Some are in black and white, while others are tinged with sepia tone.
Overall they bear a striking resemblance to Life on Mars.
But I do recall joining my uncle on the election campaign trail, delivering his leaflets, when he first stood for the then Flint Borough Council in the 1960s. (He won, beating I believe a former mayor, who was, I'm sorry David, a Conservative.)
There was an air of excitement because the Labour MP for East Flint at the time Eirene White (later Baroness White) was also knocking doors in our street as an entourage of eager party workers swept through seeking a commitment to vote.
Beyond that I can remember an overwhelmingly sense of injustice at TV images of the Soviet (Warsaw Pact) invasion of Czechoslovakia in 1968.
I was appalled at the pictures of the Red Army tanks on the streets of what must have been Prague.
So much so I had to leave the house to warn friends who, I thought at the time, were unashamedly under-whelmed at the momentous news I was reporting. (No change there, then).

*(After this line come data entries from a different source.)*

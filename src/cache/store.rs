//! Cache storage.
//!
//! A `CacheStore` is a bounded LRU map guarded by its own mutex. The response
//! cache uses three of them: static assets, pages, and non-cacheable markers.

use std::num::NonZeroUsize;
use std::sync::Mutex;

use axum::http::{HeaderMap, HeaderName, HeaderValue};
use bytes::Bytes;
use lru::LruCache;
use metrics::counter;

use super::config::CacheConfig;
use super::lock::mutex_lock;
use super::stats::METRIC_CACHE_EVICT_TOTAL;

pub const STATIC_STORE: &str = "static-assets";
pub const PAGE_STORE: &str = "pages";
pub const NON_CACHEABLE_STORE: &str = "non-cacheable";

/// A captured, replayable `200 OK` response.
#[derive(Debug, Clone, PartialEq, Eq)]
pub struct CacheEntry {
    pub body: Bytes,
    pub media_type: Option<HeaderValue>,
    pub headers: Vec<(HeaderName, HeaderValue)>,
}

impl CacheEntry {
    pub fn new(headers: &HeaderMap, body: Bytes) -> Self {
        let media_type = headers.get(axum::http::header::CONTENT_TYPE).cloned();
        let headers = headers
            .iter()
            .map(|(name, value)| (name.clone(), value.clone()))
            .collect();
        Self {
            body,
            media_type,
            headers,
        }
    }
}

/// Bounded least-recently-used map from request path to `V`.
///
/// `get` and `put` refresh recency; `contains` and `delete` do not.
pub struct CacheStore<V> {
    name: &'static str,
    entries: Mutex<LruCache<String, V>>,
}

impl<V: Clone> CacheStore<V> {
    pub fn new(name: &'static str, capacity: NonZeroUsize) -> Self {
        Self {
            name,
            entries: Mutex::new(LruCache::new(capacity)),
        }
    }

    pub fn name(&self) -> &'static str {
        self.name
    }

    pub fn get(&self, key: &str) -> Option<V> {
        mutex_lock(&self.entries, self.name, "get").get(key).cloned()
    }

    /// Insert or replace `key`, returning the key evicted to make room, if any.
    pub fn put(&self, key: String, value: V) -> Option<String> {
        // `push` hands back the old pair on replacement too; only a
        // different key means something was evicted.
        let displaced = mutex_lock(&self.entries, self.name, "put").push(key.clone(), value);

        match displaced {
            Some((evicted, _)) if evicted != key => {
                counter!(METRIC_CACHE_EVICT_TOTAL, "store" => self.name).increment(1);
                Some(evicted)
            }
            _ => None,
        }
    }

    /// Remove `key`. Absent keys are ignored.
    pub fn delete(&self, key: &str) -> bool {
        mutex_lock(&self.entries, self.name, "delete")
            .pop(key)
            .is_some()
    }

    pub fn contains(&self, key: &str) -> bool {
        mutex_lock(&self.entries, self.name, "contains").contains(key)
    }

    pub fn len(&self) -> usize {
        mutex_lock(&self.entries, self.name, "len").len()
    }

    pub fn is_empty(&self) -> bool {
        self.len() == 0
    }

    pub fn capacity(&self) -> usize {
        mutex_lock(&self.entries, self.name, "capacity").cap().get()
    }
}

/// The three process-wide stores, created once at startup and shared by the
/// middleware and the invalidation hooks.
pub struct CacheStores {
    pub static_assets: CacheStore<CacheEntry>,
    pub pages: CacheStore<CacheEntry>,
    pub non_cacheable: CacheStore<()>,
}

impl CacheStores {
    pub fn new(config: &CacheConfig) -> Self {
        Self {
            static_assets: CacheStore::new(STATIC_STORE, config.static_capacity_non_zero()),
            pages: CacheStore::new(PAGE_STORE, config.page_capacity_non_zero()),
            non_cacheable: CacheStore::new(
                NON_CACHEABLE_STORE,
                config.non_cacheable_capacity_non_zero(),
            ),
        }
    }

    /// Remember `key` as permanently non-cacheable.
    pub fn mark_non_cacheable(&self, key: &str) {
        self.non_cacheable.put(key.to_string(), ());
    }

    pub fn is_non_cacheable(&self, key: &str) -> bool {
        self.non_cacheable.contains(key)
    }
}

#[cfg(test)]
mod tests {
    use std::panic::{AssertUnwindSafe, catch_unwind};

    use axum::http::header::CONTENT_TYPE;

    use super::*;

    fn store(capacity: usize) -> CacheStore<CacheEntry> {
        CacheStore::new(PAGE_STORE, NonZeroUsize::new(capacity).expect("non-zero"))
    }

    fn entry(body: &'static str) -> CacheEntry {
        let mut headers = HeaderMap::new();
        headers.insert(CONTENT_TYPE, HeaderValue::from_static("text/html"));
        CacheEntry::new(&headers, Bytes::from_static(body.as_bytes()))
    }

    #[test]
    fn entry_captures_media_type_and_headers() {
        let cached = entry("hello");
        assert_eq!(
            cached.media_type,
            Some(HeaderValue::from_static("text/html"))
        );
        assert_eq!(cached.headers.len(), 1);
        assert_eq!(cached.body, Bytes::from_static(b"hello"));
    }

    #[test]
    fn put_get_delete_roundtrip() {
        let store = store(4);
        assert!(store.get("/a").is_none());

        assert_eq!(store.put("/a".to_string(), entry("a")), None);
        assert!(store.contains("/a"));
        assert_eq!(store.get("/a"), Some(entry("a")));

        assert!(store.delete("/a"));
        assert!(!store.contains("/a"));
        assert!(store.is_empty());
    }

    #[test]
    fn put_existing_key_replaces_without_eviction() {
        let store = store(2);
        store.put("/a".to_string(), entry("old"));
        store.put("/b".to_string(), entry("b"));

        assert_eq!(store.put("/a".to_string(), entry("new")), None);
        assert_eq!(store.len(), 2);
        assert_eq!(store.get("/a").map(|e| e.body), Some(Bytes::from_static(b"new")));
    }

    #[test]
    fn eviction_follows_access_not_insertion() {
        let store = store(2);
        store.put("/a".to_string(), entry("a"));
        store.put("/b".to_string(), entry("b"));

        // Touch /a so /b becomes least recently used.
        assert!(store.get("/a").is_some());

        assert_eq!(store.put("/c".to_string(), entry("c")), Some("/b".to_string()));
        assert!(store.contains("/a"));
        assert!(!store.contains("/b"));
        assert!(store.contains("/c"));
    }

    #[test]
    fn n_plus_one_inserts_evict_only_the_oldest() {
        let store = store(3);
        for key in ["/1", "/2", "/3", "/4"] {
            store.put(key.to_string(), entry("x"));
        }

        assert!(!store.contains("/1"));
        for key in ["/2", "/3", "/4"] {
            assert!(store.contains(key), "{key} should survive");
        }
        assert_eq!(store.capacity(), 3);
    }

    #[test]
    fn delete_absent_key_is_noop() {
        let store = store(2);
        store.put("/a".to_string(), entry("a"));

        assert!(!store.delete("/missing"));
        assert!(store.delete("/a"));
        assert!(!store.delete("/a"));
        assert!(store.is_empty());
    }

    #[test]
    fn contains_does_not_refresh_recency() {
        let store = store(2);
        store.put("/a".to_string(), entry("a"));
        store.put("/b".to_string(), entry("b"));

        assert!(store.contains("/a"));
        store.put("/c".to_string(), entry("c"));

        assert!(!store.contains("/a"));
        assert!(store.contains("/b"));
    }

    #[test]
    fn stores_are_independent() {
        let stores = CacheStores::new(&CacheConfig::default());
        stores.pages.put("/about".to_string(), entry("about"));
        stores.mark_non_cacheable("/static/big.bin");

        assert!(!stores.static_assets.contains("/about"));
        assert!(stores.is_non_cacheable("/static/big.bin"));
        assert!(!stores.is_non_cacheable("/about"));
        assert_eq!(stores.non_cacheable.capacity(), 10_000);
    }

    #[test]
    fn concurrent_put_get_delete_stay_within_capacity() {
        const CAPACITY: usize = 8;
        let store = store(CAPACITY);

        std::thread::scope(|scope| {
            for worker in 0..8_usize {
                let store = &store;
                scope.spawn(move || {
                    for i in 0..2_000_usize {
                        let key = format!("/{}", (worker * 7 + i) % 24);
                        match i % 4 {
                            0 | 1 => {
                                store.put(key, entry("page"));
                            }
                            2 => {
                                if let Some(found) = store.get(&key) {
                                    assert_eq!(found, entry("page"));
                                }
                            }
                            _ => {
                                store.delete(&key);
                            }
                        }
                        assert!(store.len() <= CAPACITY);
                    }
                });
            }
        });

        assert!(store.len() <= CAPACITY);
        store.put("/after".to_string(), entry("after"));
        assert_eq!(store.get("/after"), Some(entry("after")));
    }

    #[test]
    fn concurrent_writes_to_one_key_leave_one_winner() {
        let store = store(2);

        std::thread::scope(|scope| {
            for body in ["first", "second", "third", "fourth"] {
                let store = &store;
                scope.spawn(move || {
                    assert_eq!(store.put("/same".to_string(), entry(body)), None);
                });
            }
        });

        assert_eq!(store.len(), 1);
        let winner = store.get("/same").expect("one write survives").body;
        let winner = std::str::from_utf8(&winner).expect("utf-8 body");
        assert!(
            ["first", "second", "third", "fourth"].contains(&winner),
            "unexpected body {winner:?}"
        );
    }

    #[test]
    fn store_recovers_from_poisoned_lock() {
        let store = store(2);

        let _ = catch_unwind(AssertUnwindSafe(|| {
            let _guard = store
                .entries
                .lock()
                .expect("entries lock should be acquired");
            panic!("poison entries lock");
        }));

        store.put("/a".to_string(), entry("a"));
        assert!(store.get("/a").is_some());
    }
}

There were the power cuts and the candle-lit homework in front of the fire at home caused by industrial unrest when I was studying for GCE ‘O’ Levels.
And again during the early 70s – the era of pay caps, oil crises and rampant inflation during the Heath government, when we had the Three Day Week.
As a young reporter, the closure of Shotton steelworks on Deeside left a lasting perspective on the impact on people’s lives of macro-economic events, and the ability of politicians to affect them.
Up to 13,000 families were once supported by the works and 6,500 workers were made redundant when it closed in 1980 after an impassioned local battle to try to save it.
I remember going into a local pub in Flint around that time.
The town was also suffering from Courtaulds textile factory rundowns and closures and was inflicted by a male unemployment rate running at more than one in three.
That lunchtime only the barman and myself among the gathered group were actually in a job, the rest having been made redundant or unemployed.
“You’ve never had it so good.”
“Crisis, what crisis?”
I am duty bound by blogging convention to tag others: Daniel Davies, Editor Rob Irvine, Sandy Mewies, and any readers can add theirs to the comments section.